Cells were incubated at 4°C for 30 minutes with a lysis buffer (10 mM Tris-HCl pH 7.4, 0.1% Triton X-100, 5 mM MgCl₂, 20 mM β-mercaptoethanol, 5 U/ml of DNase I, Protease Inhibitor Cocktail (Pierce) for Gli1 or Gli3; and 7M urea, 2M thiourea, 4% CHAPS, 5 mM PMSF, 1% DTT for Tet1). Total protein levels were determined using Bradford reagent for equal application on electrophoresis tracks. The protein samples were diluted in Laemmli buffer, subjected to SDS-PAGE (10% for Gli1 or Gli3 and 6% for Tet1), containing 0.1% SDS, and transferred to the PVDF membrane (Thermo Scientific). Immunoblotting was performed according to the Blue Dry Western protocol [32]. GAPDH was detected as a loading-control.

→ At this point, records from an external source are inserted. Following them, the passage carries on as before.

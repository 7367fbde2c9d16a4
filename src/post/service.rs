//! Post operations.
//!
//! `PostService` owns the document store, the link signer and the link
//! validity window. It is built once at startup and shared by every request.

use std::time::Duration;

use tracing::{debug, info};
use uuid::Uuid;

use super::model::{today, NewPost, Post, PostOverview};
use crate::blob::{LinkSigner, DEFAULT_LINK_TTL};
use crate::error::PostError;
use crate::store::PostStore;

/// The four post operations over a store and a link signer.
pub struct PostService<S, L> {
    store: S,
    signer: L,
    link_ttl: Duration,
}

impl<S: PostStore, L: LinkSigner> PostService<S, L> {
    /// Create a service with the default link validity window.
    pub fn new(store: S, signer: L) -> Self {
        Self::with_link_ttl(store, signer, DEFAULT_LINK_TTL)
    }

    /// Create a service with a custom link validity window.
    pub fn with_link_ttl(store: S, signer: L, link_ttl: Duration) -> Self {
        Self {
            store,
            signer,
            link_ttl,
        }
    }

    /// Get the underlying store.
    pub fn store(&self) -> &S {
        &self.store
    }

    /// Get the link validity window.
    pub fn link_ttl(&self) -> Duration {
        self.link_ttl
    }

    /// Store a new post under a fresh id, stamped with today's date.
    ///
    /// Returns the stored record (with raw image keys).
    pub async fn create(&self, input: NewPost) -> Result<Post, PostError> {
        input.validate()?;

        let post = input.into_post(Uuid::new_v4().to_string(), today());
        self.store.put(&post).await?;

        info!(id = %post.id, created_date = %post.created_date, "Created post");
        Ok(post)
    }

    /// Overview of every stored post.
    pub async fn list_overview(&self) -> Result<Vec<PostOverview>, PostError> {
        let overviews = self.store.scan_overviews().await?;
        debug!(count = overviews.len(), "Listed post overviews");
        Ok(overviews)
    }

    /// Fetch one post, with every image key replaced by a time-limited link.
    ///
    /// When `created_date` is given it must match the stored date, otherwise
    /// the post counts as not found.
    pub async fn get_by_id(
        &self,
        id: &str,
        created_date: Option<&str>,
    ) -> Result<Post, PostError> {
        let id = require_id(id)?;

        let mut post = self
            .store
            .get(id)
            .await?
            .ok_or_else(|| PostError::NotFound { id: id.to_string() })?;

        if let Some(date) = created_date.filter(|d| !d.is_empty()) {
            if date != post.created_date {
                debug!(id, requested = date, stored = %post.created_date, "createdDate mismatch");
                return Err(PostError::NotFound { id: id.to_string() });
            }
        }

        for image in post.images.iter_mut() {
            *image = self.signer.presign_get(image, self.link_ttl).await?;
        }

        Ok(post)
    }

    /// Delete a post by id. Deleting a missing id succeeds.
    pub async fn delete(&self, id: &str) -> Result<(), PostError> {
        let id = require_id(id)?;
        self.store.delete(id).await?;

        info!(id, "Deleted post");
        Ok(())
    }
}

fn require_id(id: &str) -> Result<&str, PostError> {
    if id.trim().is_empty() {
        return Err(PostError::Validation("post id is required".to_string()));
    }
    Ok(id)
}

Mouse monoclonal antibodies to Gli1 (Abnova) or GAPDH (Merck Millipore), at dilutions of 1:300 and 1:500, respectively, as well as rabbit polyclonal antibodies to Gli3 (Abcam) or Tet1 (GeneTex), at dilutions of 1:300 and 1:600, respectively, were used as primary antibodies. Horseradish peroxidase-conjugated goat antibodies against mouse or rabbit immunoglobulins from Sigma were used as secondary antibodies in dilutions of 1:2000 and 1:5000, respectively. Chemiluminescent detection of the protein bands was performed with Clarity Western ECL Blotting Substrate (Bio-Rad). Densitometry analysis was done by TotalLab quant software.